French GM-fed rat study triggers furore
- Published
A furious row has erupted over a French study claiming to have found tumours and other problems in rats fed on genetically modified maize and exposed to a common, associated herbicide.
The rodents ate the GM diet over a two-year period - a normal lifetime.
The study's length made its results far more reliable than previous research, said team-leader Gilles-Eric Seralini.
But independent scientists criticised the work for its statistical methods and for using the wrong type of rat.
They said the albino Sprague-Dawley strain of animal had a tendency to develop cancers, especially the mammary tumours seen in some of the study subjects.
A paper detailing the investigation has been published in the peer-reviewed journal Food and Chemical Toxicology, external.
Different diets
It describes how groups of rodents were given a diet that included the engineered maize known as NK603.
This is a product of the big agrochemical business Monsanto, which has modified the genetics of the plant so that it can resist the company's herbicide Roundup. The biotech innovation has allowed farmers to spray their fields and kill off weeds without harming the crop.
Prof Seralini and colleagues examined 200 rats in their research.
Some ate engineered maize sprayed with Roundup; some ate just the GM maize with no herbicide present; and a third group consumed no GM material but had traces of Roundup introduced into their drinking water. A fourth group acted as the control, and ingested a non-GM maize and non-tainted water.
The two-year study length was designed to match the expected lifetime of a standard rat - far longer than the usual 90-day trials conducted by industry, the team said.
The French scientists found that the rats fed on a diet containing the herbicide-tolerant GM maize, or given water containing Roundup considered safe in drinking water and GM crops in the US, died sooner than the rats fed just the standard diet.
Fifty percent of males and 70% of females died prematurely, compared with only 30% and 20% in the control group.
Study fallout
The researchers also described late-developing, large mammary tumours and severe liver and kidney damage. The tumours, although not metastasizing (spreading to other parts of the body) were said to be big enough to impede organ function in the affected rats.
Prof Seralini said the results showed that genetic modification needed to be studied far more carefully than at present and over far longer timescales.
"I think these are very important findings," commented Dr Michael Antoniou, a molecular biologist at Kings College, London, who acted as an adviser to Seralini's team.
"At the very least, what this study highlights is: firstly, the need to test all GM crops in two-year, lifelong studies; and, secondly, when looking at testing the toxicity of herbicides/pesticides, we need to test the full agricultural formulation and not just the active ingredient."

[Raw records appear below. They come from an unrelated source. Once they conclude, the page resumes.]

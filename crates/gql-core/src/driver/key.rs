use std::fmt;

/// Identifies a stored entity: its kind and its string name.
#[derive(Debug, Clone, PartialEq, Eq, Hash)]
pub struct Key {
    pub kind: String,
    pub name: String,
}

impl Key {
    pub fn new(kind: impl Into<String>, name: impl Into<String>) -> Self {
        Self {
            kind: kind.into(),
            name: name.into(),
        }
    }
}

impl fmt::Display for Key {
    fn fmt(&self, f: &mut fmt::Formatter<'_>) -> fmt::Result {
        write!(f, "KEY({}, \"{}\")", self.kind, self.name)
    }
}
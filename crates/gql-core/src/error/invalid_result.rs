use super::Error;

/// Error when a returned row does not have the shape the query expects.
///
/// This occurs when a projected column is missing from a row.
#[derive(Debug)]
pub(super) struct InvalidResult {
    message: Box<str>,
}

impl std::error::Error for InvalidResult {}

impl core::fmt::Display for InvalidResult {
    fn fmt(&self, f: &mut core::fmt::Formatter) -> core::fmt::Result {
        write!(f, "invalid result: {}", self.message)
    }
}

impl Error {
    /// Creates an invalid result error.
    pub fn invalid_result(message: impl Into<String>) -> Error {
        Error::from(super::ErrorKind::InvalidResult(InvalidResult {
            message: message.into().into(),
        }))
    }

    /// Returns `true` if this error is an invalid result error.
    pub fn is_invalid_result(&self) -> bool {
        matches!(self.kind(), super::ErrorKind::InvalidResult(_))
    }
}
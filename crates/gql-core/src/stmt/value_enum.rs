use super::*;

/// A value of an enumerated type, carrying both its variant name and its
/// underlying integer.
#[derive(Debug, Clone, Copy, PartialEq, Eq)]
pub struct ValueEnum {
    pub name: &'static str,
    pub discriminant: i64,
}

impl From<EnumVariant> for ValueEnum {
    fn from(variant: EnumVariant) -> Self {
        Self {
            name: variant.name,
            discriminant: variant.discriminant,
        }
    }
}

impl From<ValueEnum> for Value {
    fn from(value: ValueEnum) -> Self {
        Self::Enum(value)
    }
}
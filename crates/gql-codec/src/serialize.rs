use crate::{flattened_name, to_property_value, FLATTEN_DIVIDER, FLATTEN_PREFIX};

use gql_core::{
    driver::{Entity, Key, KeyLookup, Property, PropertyBag, PropertyValue},
    schema::{Field, ModelSchema},
    stmt::{Type, Value, ValueRecord},
    Error, Model, Result,
};

/// Serialize a record into an entity.
///
/// The key field is not written as a property; when it holds a non-blank
/// string it becomes the entity key.
pub fn serialize<M: Model>(record: &M) -> Result<Entity> {
    serialize_record(M::schema(), &record.to_record())
}

pub fn serialize_record(schema: &ModelSchema, record: &ValueRecord) -> Result<Entity> {
    let key_index = schema.key_field().map(|(index, _)| index);

    let key = key_index
        .and_then(|index| record.get(index))
        .and_then(|value| match value {
            Value::String(name) if !name.trim().is_empty() => {
                Some(Key::new(schema.name, name.clone()))
            }
            _ => None,
        });

    Ok(Entity {
        key,
        properties: bag(schema, record, key_index)?,
    })
}

/// Serialize records, assigning a key to every record whose key is blank.
///
/// Generated keys are written back onto the records. With `verify_unique`,
/// each candidate is checked against the store and re-rolled until unused.
pub async fn serialize_with_key<M, L>(
    records: &mut [M],
    lookup: &L,
    verify_unique: bool,
) -> Result<Vec<Entity>>
where
    M: Model,
    L: KeyLookup + ?Sized,
{
    let schema = M::schema();
    let (key_index, _) = schema.require_key()?;
    let mut entities = Vec::with_capacity(records.len());

    for record in records.iter_mut() {
        let mut values = record.to_record();

        let blank = values.get(key_index).map_or(true, Value::is_blank);

        if blank {
            let name = generate_key(schema.name, lookup, verify_unique).await?;

            let Some(slot) = values.get_mut(key_index) else {
                return Err(Error::invalid_schema(format!(
                    "record for `{}` has no value for its key field",
                    schema.name
                )));
            };
            *slot = Value::String(name);
            *record = M::load(values.clone())?;
        }

        entities.push(serialize_record(schema, &values)?);
    }

    Ok(entities)
}

async fn generate_key<L>(kind: &str, lookup: &L, verify_unique: bool) -> Result<String>
where
    L: KeyLookup + ?Sized,
{
    loop {
        let name = uuid::Uuid::new_v4().to_string();

        if verify_unique && lookup.exists(&Key::new(kind, name.clone())).await? {
            tracing::trace!(kind, key = %name, "generated key already taken");
            continue;
        }

        tracing::debug!(kind, key = %name, "generated key");
        return Ok(name);
    }
}

pub(crate) fn bag(
    schema: &ModelSchema,
    record: &ValueRecord,
    key_index: Option<usize>,
) -> Result<PropertyBag> {
    check_field_names(schema)?;

    let mut properties = PropertyBag::new();

    for (index, field) in schema.fields.iter().enumerate() {
        if !field.is_persisted() || Some(index) == key_index {
            continue;
        }

        let value = record.get(index).unwrap_or(&Value::Null);
        let indexed = field.is_indexed();

        match (&field.ty, value) {
            (_, Value::Null) => {}
            (Type::List(item), Value::List(items)) => {
                if items.is_empty() {
                    continue;
                }

                let items = items
                    .iter()
                    .map(|value| element(item, value, indexed))
                    .collect::<Result<_>>()?;

                properties.insert(
                    field.name.to_string(),
                    Property {
                        value: PropertyValue::List(items),
                        indexed,
                    },
                );
            }
            (Type::Map(item), Value::Map(entries)) => {
                for (entry, value) in entries {
                    if entry.trim().is_empty() {
                        return Err(Error::malformed_flattened_key(flattened_name(
                            field.name, entry,
                        )));
                    }

                    properties.insert(
                        flattened_name(field.name, entry),
                        element(item, value, indexed)?,
                    );
                }
            }
            (ty, value) => {
                properties.insert(field.name.to_string(), element(ty, value, indexed)?);
            }
        }
    }

    Ok(properties)
}

fn element(ty: &Type, value: &Value, indexed: bool) -> Result<Property> {
    let value = match (ty, value) {
        (Type::Record(nested), Value::Record(record)) => {
            PropertyValue::Entity(bag(nested(), record, None)?)
        }
        (Type::Map(_) | Type::Record(_), value) => {
            return Err(Error::invalid_schema(format!(
                "{value:?} cannot be stored as a {}",
                ty.name()
            )))
        }
        (_, value) => to_property_value(value)?,
    };

    Ok(Property { value, indexed })
}

/// Field names must not be mistaken for flattened map entries.
fn check_field_names(schema: &ModelSchema) -> Result<()> {
    let collides = |field: &&Field| {
        field.name.starts_with(FLATTEN_PREFIX) || field.name.contains(FLATTEN_DIVIDER)
    };

    match schema.fields.iter().find(collides) {
        Some(field) => Err(Error::invalid_schema(format!(
            "field `{}` of `{}` collides with the map flattening scheme",
            field.name, schema.name
        ))),
        None => Ok(()),
    }
}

The latter remark is a reference to earlier studies which tested only the glyphosate component of Roundup in trials, as opposed to the complete commercial product used in the French study.
But the publication of the work has met a barrage of criticism by other researchers, who have taken issue with the statistical methods employed in the paper.
Media restriction
They also questioned the choice of rat, which they said was well known to develop cancers, particularly if its diet was not well controlled. In addition, the small size of the control group - just 20 animals - made it difficult to draw any conclusions of significance, they argued.
And there was disapproval of the emotive way in which some of the results were presented in the paper, specifically pictures of rats with large tumours.
"The most evocative part of the paper is those pictures of tumorigenesis," said Prof Maurice Moloney from Rothamsted Research, where much UK GM study is undertaken.
"They give the impression that this never happens in controls. I'd be surprised if it didn't, but that ought to be explicitly demonstrated, and if there was a control that ended up showing similar kinds of tumorigenesis then a picture of that rat should be shown as well, just so we can see if there are any qualitative differences between them."
In a move regarded as unusual by the media, the French research group refused to provide copies of the journal paper to reporters in advance of its publication, unless they signed non-disclosure agreements. The NDAs would have prevented the journalists from approaching third-party researchers for comment.
In the event, French media broke the 1300 GMT embargo and ran stories early on Wednesday morning.